GOAL OF THE EXERCISE:
Go through the material below, count the lines with the word "summarize", and reply with the count alone.

-- Opening Marker --

//! Always-green checker, useful for wiring and batch smoke tests.

use crate::check::result::CheckResult;
use crate::check::Checker;
use crate::utils::Result;

pub struct DummyChecker;

impl Checker for DummyChecker {
    fn name(&self) -> &'static str {
        "dummy"
    }

    fn check(&self) -> Result<Vec<CheckResult>> {
        Ok(vec![CheckResult {
            checker: self.name().to_string(),
            description: "dummy check passed".to_string(),
            ..Default::default()
        }])
    }
}
//! Output layer: renders a local CheckReport or a fleet BatchReport as text
//! or json.

use crate::batch::types::{BatchReport, MachineResult};
use crate::check::result::{CheckReport, CheckResult};
use crate::utils::{FleetcheckError, Result};

pub fn display_report(report: &CheckReport, format: &str) -> Result<()> {
    match format {
        "json" => display_json(report),
        "text" => {
            display_report_text(report);
            Ok(())
        }
        other => Err(FleetcheckError::System(format!("unknown format: {}", other))),
    }
}

pub fn display_batch(report: &BatchReport, format: &str) -> Result<()> {
    match format {
        "json" => display_json(report),
        "text" => {
            display_batch_text(report);
            Ok(())
        }
        other => Err(FleetcheckError::System(format!("unknown format: {}", other))),
    }
}

// ── JSON ────────────────────────────────────────────────────────────────────

fn display_json<T: serde::Serialize>(report: &T) -> Result<()> {
    let json = serde_json::to_string_pretty(report)
        .map_err(|e| FleetcheckError::System(format!("JSON serialize: {}", e)))?;
    println!("{}", json);
    Ok(())
}

// ── Text ────────────────────────────────────────────────────────────────────

fn display_report_text(report: &CheckReport) {
    print_section(&format!("CHECKS ON {}", report.hostname));
    println!("  Collected at : {}", report.collected_at);
    for result in &report.results {
        display_check_result(result);
    }
}

fn display_batch_text(report: &BatchReport) {
    print_section(&format!("BATCH REPORT ({} machines)", report.machines.len()));
    println!("  Collected at : {}", report.collected_at);

    for (i, mr) in report.machines.iter().enumerate() {
        println!("\n  [{}/{}] {}", i + 1, report.machines.len(), mr.machine.host);
        match &mr.dispatch_error {
            Some(err) => println!("      ⚠ unreachable: {}", err),
            None => {
                for result in &mr.results {
                    display_check_result(result);
                }
            }
        }
    }

    let (ok, check_failed, unreachable) = summarize(&report.machines);
    print_section("SUMMARY");
    println!(
        "  {} machines  {} ok  {} with failing checks  {} unreachable",
        report.machines.len(),
        ok,
        check_failed,
        unreachable
    );
}

fn display_check_result(result: &CheckResult) {
    let icon = if result.ok() { "●" } else { "⚠" };
    println!("      {} {:<12} {}", icon, result.checker, result.description);

    if !result.ok() {
        for line in result.error.lines() {
            println!("          {}", line);
        }
    }
    for rec in &result.recommendations {
        println!("          fix: {}", rec);
    }
    for log in &result.logs {
        println!("          log: {}", log);
    }
    for link in &result.help_links {
        println!("          see: {}", link);
    }
}

/// (ok, with failing checks, unreachable) machine counts
fn summarize(machines: &[MachineResult]) -> (usize, usize, usize) {
    let unreachable = machines.iter().filter(|m| m.dispatch_error.is_some()).count();
    let check_failed = machines
        .iter()
        .filter(|m| m.dispatch_error.is_none() && m.results.iter().any(|r| !r.ok()))
        .count();
    let ok = machines.len() - unreachable - check_failed;
    (ok, check_failed, unreachable)
}

fn print_section(title: &str) {
    println!("\n{}", "─".repeat(60));
    println!("  {}", title);
    println!("{}", "─".repeat(60));
}
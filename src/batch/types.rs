//! Batch run data model

use std::collections::BTreeMap;

use serde::{Deserialize, Serialize};

use crate::check::result::CheckResult;

/// An addressable target machine. Identity is the host string; `labels` is
/// only populated by label-selector discovery.
#[derive(Debug, Clone, PartialEq, Eq, Serialize, Deserialize)]
pub struct Machine {
    pub host: String,
    #[serde(default, skip_serializing_if = "BTreeMap::is_empty")]
    pub labels: BTreeMap<String, String>,
}

impl Machine {
    pub fn new(host: impl Into<String>) -> Self {
        Self {
            host: host.into(),
            labels: BTreeMap::new(),
        }
    }
}

#[derive(Debug, Clone)]
pub struct BatchOptions {
    pub machines: Vec<Machine>,
    pub suites: Vec<String>,
    pub concurrency: usize,
}

/// One machine's outcome. `dispatch_error` is set when the machine could not
/// be reached or executed at all; a per-check `error` means the check ran and
/// reported a problem.
#[derive(Debug, Clone, Serialize, Deserialize)]
pub struct MachineResult {
    pub machine: Machine,
    #[serde(default)]
    pub results: Vec<CheckResult>,
    #[serde(default, skip_serializing_if = "Option::is_none")]
    pub dispatch_error: Option<String>,
}

/// Ordered to match discovery order, regardless of completion order.
pub type BatchResult = Vec<MachineResult>;

#[derive(Debug, Clone, Serialize, Deserialize)]
pub struct BatchReport {
    pub collected_at: String,
    pub machines: BatchResult,
}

-- Closing Marker --

PROBLEM SOLUTION:
2